# Neck biting during play



## Trashman'sDOGS (Apr 4, 2007)

Whats acceptable and whats not? When my two dogs play they love to bite at each others scruffs and throats......there is no yelping or blood or anything like that, but I was just curious if there should be a limit or is that normal..........?

Thanks.......
Robb


----------



## Alpha (Aug 24, 2006)

It's hard to say without seeing, but my guys rough play, nipping at each other all the time.

I usually stop them only because they get too rowdy in the house.

If no one's yelping and there's no blood, I wouldn't worry too much about it.

If it's clear that one of your dogs is annoyed, that's when I'd think about stepping in.


----------



## cshellenberger (Dec 2, 2006)

If neither is injured or fearful, it's probably just rough play.


----------



## RonE (Feb 3, 2007)

My opinion, and I'm only comfortable applying it to the two dogs that live here, is that if there is no complaining from the dogs and no evidence of blood or injury, I let them have their fun.
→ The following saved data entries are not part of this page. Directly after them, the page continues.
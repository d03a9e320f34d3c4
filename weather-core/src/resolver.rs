//! Turning raw request input into a [`WeatherQuery`].

use crate::{
    error::WeatherError,
    model::{Location, Units, WeatherQuery},
};

/// A fully resolved outbound provider call.
#[derive(Debug, Clone, PartialEq)]
pub struct ProviderRequest {
    pub endpoint: String,
    pub params: Vec<(String, String)>,
}

impl ProviderRequest {
    pub fn param(&self, name: &str) -> Option<&str> {
        self.params
            .iter()
            .find(|(k, _)| k == name)
            .map(|(_, v)| v.as_str())
    }
}

/// Pick the location from user input. Exactly one of a city name or a full
/// coordinate pair must be present.
pub fn parse_location(
    city: Option<&str>,
    lat: Option<&str>,
    lon: Option<&str>,
) -> Result<Location, WeatherError> {
    let city = city.map(str::trim).filter(|c| !c.is_empty());
    let lat = lat.map(str::trim).filter(|v| !v.is_empty());
    let lon = lon.map(str::trim).filter(|v| !v.is_empty());

    match (city, lat, lon) {
        (Some(_), Some(_), _) | (Some(_), _, Some(_)) => Err(WeatherError::InvalidQuery(
            "Enter either a city name or coordinates, not both.".to_string(),
        )),
        (Some(city), None, None) => Ok(Location::City(city.to_string())),
        (None, Some(lat), Some(lon)) => {
            let lat = parse_coordinate(lat, "latitude", 90.0)?;
            let lon = parse_coordinate(lon, "longitude", 180.0)?;
            Ok(Location::Coordinates { lat, lon })
        }
        (None, Some(_), None) | (None, None, Some(_)) => Err(WeatherError::InvalidQuery(
            "Both latitude and longitude are required.".to_string(),
        )),
        (None, None, None) => Err(WeatherError::InvalidQuery(
            "Please enter a city name.".to_string(),
        )),
    }
}

fn parse_coordinate(raw: &str, name: &str, limit: f64) -> Result<f64, WeatherError> {
    let value: f64 = raw
        .parse()
        .map_err(|_| WeatherError::InvalidQuery(format!("Invalid {name} '{raw}'.")))?;

    if !value.is_finite() || value.abs() > limit {
        return Err(WeatherError::InvalidQuery(format!(
            "The {name} must be between -{limit} and {limit}."
        )));
    }

    Ok(value)
}

/// Build a query from raw form or query-string fields, falling back to
/// `default_units` when none were given.
pub fn resolve_query(
    city: Option<&str>,
    lat: Option<&str>,
    lon: Option<&str>,
    units: Option<&str>,
    default_units: Units,
) -> Result<WeatherQuery, WeatherError> {
    let location = parse_location(city, lat, lon)?;
    let units = match units.map(str::trim).filter(|u| !u.is_empty()) {
        Some(u) => Units::try_from(u)?,
        None => default_units,
    };

    Ok(WeatherQuery { location, units })
}
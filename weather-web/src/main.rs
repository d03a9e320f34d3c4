//! Binary crate for the `weather-web` server.
//!
//! This crate focuses on:
//! - Parsing startup flags
//! - Logging setup
//! - HTTP routing on top of `weather-core`

use clap::Parser;
use tracing_subscriber::{EnvFilter, layer::SubscriberExt, util::SubscriberInitExt};

mod cli;
mod routes;

#[tokio::main]
async fn main() -> anyhow::Result<()> {
    let env_loaded = dotenv::dotenv();
    tracing_subscriber::registry()
        .with(EnvFilter::try_from_default_env().unwrap_or_else(|_| "info".into()))
        .with(tracing_subscriber::fmt::layer())
        .init();

    match &env_loaded {
        Ok(path) => tracing::info!(path = %path.display(), "loaded .env"),
        Err(_) => tracing::debug!("no .env found"),
    }

    let cmd = cli::Cli::parse();
    cmd.run().await
}
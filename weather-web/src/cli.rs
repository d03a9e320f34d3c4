use std::{net::SocketAddr, path::PathBuf, sync::Arc};

use clap::Parser;
use weather_core::Config;

use crate::routes::{self, AppState};

/// Top-level CLI struct.
#[derive(Debug, Parser)]
#[command(name = "weather-web", version, about = "Weather lookup web server")]
pub struct Cli {
    /// Address to listen on.
    #[arg(long, default_value = "127.0.0.1:5000")]
    pub bind: SocketAddr,

    /// Path to a TOML config file. Defaults to $WEATHER_CONFIG or the
    /// platform config directory.
    #[arg(long)]
    pub config: Option<PathBuf>,
}

impl Cli {
    pub async fn run(self) -> anyhow::Result<()> {
        let config = Config::load(self.config.as_deref())?;
        tracing::debug!(?config, "configuration loaded");

        // Refuses to start without an API key.
        let state = Arc::new(AppState::from_config(&config)?);

        tracing::info!(
            addr = %self.bind,
            units = %config.units,
            provider = %config.api_base_url,
            "starting weather server"
        );
        warp::serve(routes::routes(state)).run(self.bind).await;

        Ok(())
    }
}
use crate::{
    Config, ProviderPayload, WeatherError, WeatherQuery, provider::openweather::OpenWeatherProvider,
};
use async_trait::async_trait;
use std::fmt::Debug;

pub mod openweather;

/// Source of raw weather data for a query.
#[async_trait]
pub trait WeatherProvider: Send + Sync + Debug {
    async fn fetch(&self, query: &WeatherQuery) -> Result<ProviderPayload, WeatherError>;
}

/// Construct the provider from config. Fails without touching the network
/// when no API key is configured.
pub fn provider_from_config(config: &Config) -> Result<Box<dyn WeatherProvider>, WeatherError> {
    let provider = OpenWeatherProvider::from_config(config)?;
    Ok(Box::new(provider))
}

#[cfg(test)]
mod tests {
    use super::*;

    #[test]
    fn provider_from_config_errors_when_missing_api_key() {
        let cfg = Config::default();
        let err = provider_from_config(&cfg).unwrap_err();
        assert!(matches!(err, WeatherError::Configuration(_)));
        assert!(err.to_string().contains("No API key configured"));
    }

    #[test]
    fn provider_from_config_works_when_key_present() {
        let cfg = Config {
            api_key: Some("KEY".to_string()),
            ..Config::default()
        };
        assert!(provider_from_config(&cfg).is_ok());
    }
}
use std::{convert::Infallible, sync::Arc};

use serde::Deserialize;
use warp::{Filter, Rejection, Reply, http::StatusCode};
use weather_core::{Config, Units, WeatherError, WeatherService, render, resolve_query};

/// Shared, read-only state handed to every request.
#[derive(Debug, Clone)]
pub struct AppState {
    pub service: WeatherService,
    pub default_units: Units,
}

impl AppState {
    /// Fails with a configuration error when no API key is set.
    pub fn from_config(config: &Config) -> Result<Self, WeatherError> {
        Ok(Self {
            service: WeatherService::from_config(config)?,
            default_units: config.units,
        })
    }
}

/// Fields accepted from the query string or the search form.
#[derive(Debug, Default, Deserialize)]
pub struct LookupParams {
    pub city: Option<String>,
    pub lat: Option<String>,
    pub lon: Option<String>,
    pub units: Option<String>,
}

const MAX_FORM_BYTES: u64 = 4 * 1024;

pub fn routes(
    state: Arc<AppState>,
) -> impl Filter<Extract = (impl Reply,), Error = Infallible> + Clone {
    // Path before method, so unknown paths reject as not-found rather than
    // method-not-allowed.
    let index = warp::path::end()
        .and(warp::get())
        .map(|| warp::reply::html(render::index_page()));

    let stylesheet = warp::path!("static" / "style.css")
        .and(warp::get())
        .map(|| {
            warp::reply::with_header(render::STYLESHEET, "content-type", "text/css; charset=utf-8")
        });

    let lookup_get = warp::path!("weather")
        .and(warp::get())
        .and(warp::query::<LookupParams>())
        .and(with_state(state.clone()))
        .and_then(handle_lookup);

    let lookup_post = warp::path!("weather")
        .and(warp::post())
        .and(warp::body::content_length_limit(MAX_FORM_BYTES))
        .and(warp::body::form::<LookupParams>())
        .and(with_state(state))
        .and_then(handle_lookup);

    index
        .or(stylesheet)
        .or(lookup_get)
        .or(lookup_post)
        .recover(handle_rejection)
        .with(warp::trace::request())
}

fn with_state(
    state: Arc<AppState>,
) -> impl Filter<Extract = (Arc<AppState>,), Error = Infallible> + Clone {
    warp::any().map(move || state.clone())
}

async fn handle_lookup(
    params: LookupParams,
    state: Arc<AppState>,
) -> Result<impl Reply, Infallible> {
    let query = resolve_query(
        params.city.as_deref(),
        params.lat.as_deref(),
        params.lon.as_deref(),
        params.units.as_deref(),
        state.default_units,
    );

    let (status, page) = match query {
        Ok(query) => state.service.page_for(&query).await,
        Err(e) => {
            tracing::info!(error = %e, "rejected lookup");
            (e.http_status(), render::error_page(&e))
        }
    };

    let status = StatusCode::from_u16(status).unwrap_or(StatusCode::INTERNAL_SERVER_ERROR);
    Ok(warp::reply::with_status(warp::reply::html(page), status))
}

/// Turns warp's own rejections into the same HTML error page the lookup
/// handler renders.
async fn handle_rejection(err: Rejection) -> Result<impl Reply, Infallible> {
    let (status, message) = if err.find::<warp::reject::InvalidQuery>().is_some()
        || err.find::<warp::body::BodyDeserializeError>().is_some()
    {
        (StatusCode::BAD_REQUEST, "The search could not be read. Please use the form.")
    } else if err.find::<warp::reject::UnsupportedMediaType>().is_some() {
        (StatusCode::UNSUPPORTED_MEDIA_TYPE, "Searches must be submitted as a form.")
    } else if err.find::<warp::reject::PayloadTooLarge>().is_some() {
        (StatusCode::PAYLOAD_TOO_LARGE, "The search request is too large.")
    } else if err.find::<warp::reject::LengthRequired>().is_some() {
        (StatusCode::LENGTH_REQUIRED, "The search request is missing its length.")
    } else if err.is_not_found() {
        (StatusCode::NOT_FOUND, "Page not found.")
    } else if err.find::<warp::reject::MethodNotAllowed>().is_some() {
        (StatusCode::METHOD_NOT_ALLOWED, "That method is not supported here.")
    } else {
        tracing::error!(rejection = ?err, "unhandled rejection");
        (StatusCode::INTERNAL_SERVER_ERROR, "Something went wrong. Please try again.")
    };

    tracing::info!(status = status.as_u16(), reason = message, "rejected request");
    let page = render::error_page(&WeatherError::InvalidQuery(message.to_string()));
    Ok(warp::reply::with_status(warp::reply::html(page), status))
}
Usually it's our 80-pound Plott hound, the one that was bred for hunting bears and wild boars, that complains when the 18-pound schnauzer gets ahold of one of her big, hound dog ears. The only time Zeke yelps is if Esther accidentally runs him over in the yard.

At least I think it's an accident.


----------



## Nay (Apr 10, 2007)

I think it's totally fine when they are playing with eachother and they bite eachother here and there.
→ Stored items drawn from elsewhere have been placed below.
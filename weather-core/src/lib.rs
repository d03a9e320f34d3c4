//! Core library for the weather web app.
//!
//! This crate defines:
//! - Configuration & credentials handling
//! - Query resolution and the OpenWeather provider
//! - Extraction of a report from provider payloads
//! - HTML rendering of reports and error pages
//!
//! It is used by `weather-web`, but has no dependency on any HTTP server.

pub mod config;
pub mod error;
pub mod model;
pub mod provider;
pub mod render;
pub mod report;
pub mod resolver;
pub mod service;

pub use config::Config;
pub use error::{UpstreamError, WeatherError};
pub use model::{DayForecast, Location, ProviderPayload, Units, WeatherQuery, WeatherReport};
pub use provider::WeatherProvider;
pub use resolver::{ProviderRequest, resolve_query};
pub use service::WeatherService;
Both my dogs bite eachothers necks and legs. It's entertaining because they run around all over and their tails go crazy. One of my dogs does a high pitched bark and flops on the floor to play. They do bite eachother on their necks and legs though. Just be sure to keep an eye on them just in case one of your dogs is starting to get a little too aggressive during play time.


----------



## Trashman'sDOGS (Apr 4, 2007)

It just seems a little rough when the older one grabs the pup by the scruff and kinda drags her and its seems a little of when the older one kind of pins her down with her mouth on her throat.....the pup doesnt seem to mind tho.....

Robb


----------



## Captbob (Feb 2, 2007)

Perfectly normal for playing, if one dog bites too hard, the other will yelp.


----------



## sheltiemom (Mar 13, 2007)

My pups do that alot and it really bothered me at first. They bite eachothers necks, feet, tails, ears. There is occasional growling, but no yelping and they always seem to come back for more. It's pretty evenly matched and I have watched them enough that I feel confident they won't hurt eachother, so I let them go at it.
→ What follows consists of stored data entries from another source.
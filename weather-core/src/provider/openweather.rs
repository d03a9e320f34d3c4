use async_trait::async_trait;
use reqwest::{Client, header::RETRY_AFTER};
use std::time::Duration;

use crate::{
    config::Config,
    error::{UpstreamError, WeatherError},
    model::{Location, ProviderPayload, WeatherQuery},
    resolver::ProviderRequest,
};

use super::WeatherProvider;

const USER_AGENT: &str = concat!("weather-web/", env!("CARGO_PKG_VERSION"));

#[derive(Debug, Clone)]
pub struct OpenWeatherProvider {
    api_key: String,
    base_url: String,
    lang: String,
    http: Client,
}

impl OpenWeatherProvider {
    pub fn new(api_key: String, base_url: impl Into<String>) -> Self {
        Self {
            api_key,
            base_url: base_url.into().trim_end_matches('/').to_string(),
            lang: "en".to_string(),
            http: Client::new(),
        }
    }

    pub fn from_config(config: &Config) -> Result<Self, WeatherError> {
        let api_key = config.api_key()?.to_owned();

        let http = Client::builder()
            .timeout(Duration::from_secs(config.timeout_secs))
            .user_agent(USER_AGENT)
            .build()
            .map_err(|e| WeatherError::Configuration(format!("Failed to build HTTP client: {e}")))?;

        Ok(Self {
            api_key,
            base_url: config.api_base_url.trim_end_matches('/').to_string(),
            lang: config.lang.clone(),
            http,
        })
    }

    pub fn with_lang(mut self, lang: impl Into<String>) -> Self {
        self.lang = lang.into();
        self
    }

    pub fn current_request(&self, query: &WeatherQuery) -> ProviderRequest {
        self.build_request("weather", query)
    }

    pub fn forecast_request(&self, query: &WeatherQuery) -> ProviderRequest {
        self.build_request("forecast", query)
    }

    fn build_request(&self, resource: &str, query: &WeatherQuery) -> ProviderRequest {
        let mut params = match &query.location {
            Location::City(name) => vec![("q".to_string(), name.clone())],
            Location::Coordinates { lat, lon } => vec![
                ("lat".to_string(), lat.to_string()),
                ("lon".to_string(), lon.to_string()),
            ],
        };
        params.push(("appid".to_string(), self.api_key.clone()));
        params.push(("units".to_string(), query.units.as_str().to_string()));
        params.push(("lang".to_string(), self.lang.clone()));

        ProviderRequest {
            endpoint: format!("{}/{}", self.base_url, resource),
            params,
        }
    }

    async fn execute(&self, request: &ProviderRequest) -> Result<serde_json::Value, WeatherError> {
        tracing::debug!(endpoint = %request.endpoint, "calling OpenWeather");

        // `without_url` keeps the appid out of error messages and logs.
        let res = self
            .http
            .get(&request.endpoint)
            .query(&request.params)
            .send()
            .await
            .map_err(|e| UpstreamError::Unreachable(e.without_url().to_string()))?;

        let status = res.status();
        let retry_after = res
            .headers()
            .get(RETRY_AFTER)
            .and_then(|v| v.to_str().ok())
            .and_then(|s| s.trim().parse().ok());

        let body = res
            .text()
            .await
            .map_err(|e| UpstreamError::Unreachable(e.without_url().to_string()))?;

        if !status.is_success() {
            return Err(UpstreamError::from_status(status.as_u16(), retry_after, &body).into());
        }

        serde_json::from_str(&body).map_err(|e| {
            WeatherError::from(UpstreamError::Malformed(format!("{}: {e}", request.endpoint)))
        })
    }
}

#[async_trait]
impl WeatherProvider for OpenWeatherProvider {
    async fn fetch(&self, query: &WeatherQuery) -> Result<ProviderPayload, WeatherError> {
        let current = self.execute(&self.current_request(query)).await?;
        let forecast = self.execute(&self.forecast_request(query)).await?;

        Ok(ProviderPayload { current, forecast })
    }
}

#[cfg(test)]
mod tests {
    use super::*;
    use crate::model::Units;
    use wiremock::matchers::{method, path, query_param};
    use wiremock::{Mock, MockServer, ResponseTemplate};

    fn london() -> WeatherQuery {
        WeatherQuery {
            location: Location::City("London".into()),
            units: Units::Metric,
        }
    }

    #[test]
    fn city_request_carries_key_units_and_lang() {
        let provider = OpenWeatherProvider::new("KEY".into(), "http://provider/data/2.5/")
            .with_lang("fr");
        let req = provider.current_request(&london());

        assert_eq!(req.endpoint, "http://provider/data/2.5/weather");
        assert_eq!(req.param("q"), Some("London"));
        assert_eq!(req.param("appid"), Some("KEY"));
        assert_eq!(req.param("units"), Some("metric"));
        assert_eq!(req.param("lang"), Some("fr"));
        assert_eq!(req.param("lat"), None);
    }

    #[test]
    fn coordinate_request_uses_lat_lon() {
        let provider = OpenWeatherProvider::new("KEY".into(), "http://provider");
        let query = WeatherQuery {
            location: Location::Coordinates { lat: 51.5, lon: -0.12 },
            units: Units::Imperial,
        };
        let req = provider.forecast_request(&query);

        assert_eq!(req.endpoint, "http://provider/forecast");
        assert_eq!(req.param("lat"), Some("51.5"));
        assert_eq!(req.param("lon"), Some("-0.12"));
        assert_eq!(req.param("units"), Some("imperial"));
        assert_eq!(req.param("q"), None);
    }

    #[test]
    fn from_config_requires_api_key() {
        let err = OpenWeatherProvider::from_config(&Config::default()).unwrap_err();
        assert!(matches!(err, WeatherError::Configuration(_)));
    }

    #[tokio::test]
    async fn fetch_returns_both_payloads() {
        let mock_server = MockServer::start().await;

        Mock::given(method("GET"))
            .and(path("/weather"))
            .and(query_param("q", "London"))
            .and(query_param("appid", "KEY"))
            .and(query_param("units", "metric"))
            .respond_with(ResponseTemplate::new(200).set_body_json(serde_json::json!({
                "name": "London",
                "main": {"temp": 18.3}
            })))
            .expect(1)
            .mount(&mock_server)
            .await;

        Mock::given(method("GET"))
            .and(path("/forecast"))
            .and(query_param("q", "London"))
            .respond_with(ResponseTemplate::new(200).set_body_json(serde_json::json!({
                "list": []
            })))
            .expect(1)
            .mount(&mock_server)
            .await;

        let provider = OpenWeatherProvider::new("KEY".into(), mock_server.uri());
        let payload = provider.fetch(&london()).await.unwrap();

        assert_eq!(payload.current["name"], "London");
        assert_eq!(payload.forecast["list"], serde_json::json!([]));
    }

    #[tokio::test]
    async fn not_found_skips_forecast_call() {
        let mock_server = MockServer::start().await;

        Mock::given(method("GET"))
            .and(path("/weather"))
            .respond_with(ResponseTemplate::new(404).set_body_json(serde_json::json!({
                "cod": "404",
                "message": "city not found"
            })))
            .mount(&mock_server)
            .await;

        Mock::given(method("GET"))
            .and(path("/forecast"))
            .respond_with(ResponseTemplate::new(200))
            .expect(0)
            .mount(&mock_server)
            .await;

        let provider = OpenWeatherProvider::new("KEY".into(), mock_server.uri());
        let result = provider.fetch(&london()).await;

        assert!(matches!(result, Err(WeatherError::Upstream(UpstreamError::NotFound))));
    }

    #[tokio::test]
    async fn unauthorized_is_reported() {
        let mock_server = MockServer::start().await;

        Mock::given(method("GET"))
            .and(path("/weather"))
            .respond_with(ResponseTemplate::new(401))
            .mount(&mock_server)
            .await;

        let provider = OpenWeatherProvider::new("BAD".into(), mock_server.uri());
        let result = provider.fetch(&london()).await;

        assert!(matches!(result, Err(WeatherError::Upstream(UpstreamError::Unauthorized))));
    }

    #[tokio::test]
    async fn rate_limited_carries_retry_after() {
        let mock_server = MockServer::start().await;

        Mock::given(method("GET"))
            .and(path("/weather"))
            .respond_with(ResponseTemplate::new(429).append_header("Retry-After", "30"))
            .expect(1)
            .mount(&mock_server)
            .await;

        let provider = OpenWeatherProvider::new("KEY".into(), mock_server.uri());
        let result = provider.fetch(&london()).await;

        assert!(matches!(
            result,
            Err(WeatherError::Upstream(UpstreamError::RateLimited { retry_after: Some(30) }))
        ));
    }

    #[tokio::test]
    async fn server_error_on_forecast_is_reported() {
        let mock_server = MockServer::start().await;

        Mock::given(method("GET"))
            .and(path("/weather"))
            .respond_with(ResponseTemplate::new(200).set_body_json(serde_json::json!({})))
            .mount(&mock_server)
            .await;

        Mock::given(method("GET"))
            .and(path("/forecast"))
            .respond_with(ResponseTemplate::new(503))
            .mount(&mock_server)
            .await;

        let provider = OpenWeatherProvider::new("KEY".into(), mock_server.uri());
        let result = provider.fetch(&london()).await;

        assert!(matches!(
            result,
            Err(WeatherError::Upstream(UpstreamError::Server { status: 503 }))
        ));
    }

    #[tokio::test]
    async fn non_json_body_is_malformed() {
        let mock_server = MockServer::start().await;

        Mock::given(method("GET"))
            .and(path("/weather"))
            .respond_with(ResponseTemplate::new(200).set_body_string("<html>maintenance</html>"))
            .mount(&mock_server)
            .await;

        let provider = OpenWeatherProvider::new("KEY".into(), mock_server.uri());
        let result = provider.fetch(&london()).await;

        assert!(matches!(result, Err(WeatherError::Upstream(UpstreamError::Malformed(_)))));
    }

    #[tokio::test]
    async fn unreachable_provider_hides_api_key() {
        // Nothing listens on port 1.
        let provider = OpenWeatherProvider::new("SECRET".into(), "http://127.0.0.1:1");
        let err = provider.fetch(&london()).await.unwrap_err();

        assert!(matches!(err, WeatherError::Upstream(UpstreamError::Unreachable(_))));
        assert!(!err.to_string().contains("SECRET"));
    }
}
Now I dogsit a 7 year old brittany also, that is about twice the size of my shelties, and he does the pinning down by the neck thing with the pups. He also runs them down and rolls them with his paws (is that the alpha roll?) I don't like that primarily because of the size difference, so I seperate them most of the time when the older dog is over. My husband still thinks they are playing, but I am a nervous dog mom.


----------



## Captbob (Feb 2, 2007)

sheltiemom said:


> My pups do that alot and it really bothered me at first. They bite eachothers necks, feet, tails, ears. There is occasional growling, but no yelping and they always seem to come back for more. It's pretty evenly matched and I have watched them enough that I feel confident they won't hurt eachother, so I let them go at it.
> 
> Now I dogsit a 7 year old brittany also, that is about twice the size of my shelties, and he does the pinning down by the neck thing with the pups. He also runs them down and rolls them with his paws (is that the alpha roll?) I don't like that primarily because of the size difference, so I seperate them most of the time when the older dog is over. My husband still thinks they are playing, but I am a nervous dog mom.


There is about a 75 pound Lab in the dog park that I go to that loves playing with Smokey, who weighs about 42 pounds. The Lab likes to jump on Smokey and sometimes bowls her over when they are running  , and I have to separate them for a few minutes until the Lab calms down a bit, and then they go back to playing.. I am like you and am cautious when it starts getting too rough. It doesn't seem to bother Smokey as much as it does me.....


----------



## Trashman'sDOGS (Apr 4, 2007)

Okay, I feel a little better now..........=-)


----------



## bearlasmom (Feb 4, 2007)

trashmans what type of dogs are they? 
Bearla and our pit have gotten it on like that playing only once and i often wonder to this day if bearla was really playing at all. she seemed to be staking claim to the alpha dog position at the time. If i even see them growl now, i step in.


----------



## Trashman'sDOGS (Apr 4, 2007)

a 6 month old Boxer and a 1 year old Boxer/Lab mix


----------



## Amitiel (Mar 27, 2007)

wish I had a video of my 2 "going at it" - if 1 gets too rough the right pitch yelp from either the attacked or me and it all stops - the biggest (Max) has even forgotten that I am a toy too and goes for me to play (why I learned the yelp signal in the 1st place) - they instantly let go if they hear that yelp or accidental get me (Daddy makes sure of this) if they don't - then it is "time-out" for the offender in their room alone


----------



## onyxdaily (Apr 3, 2007)

My 3 dogs also bite each others necks, well, mostly my 2 boys bite at each others necks (73# lab and 88# saint bernard). My little female hound (42#) can only reach their legs, so that's what she goes after. Even though they don't growl at each other, and they seem to all be enjoying themselves, the neck biting always makes me nervous because sometimes it's like they're going to rip each others neck's open, so I usually end up breaking it up when they go after the necks.


----------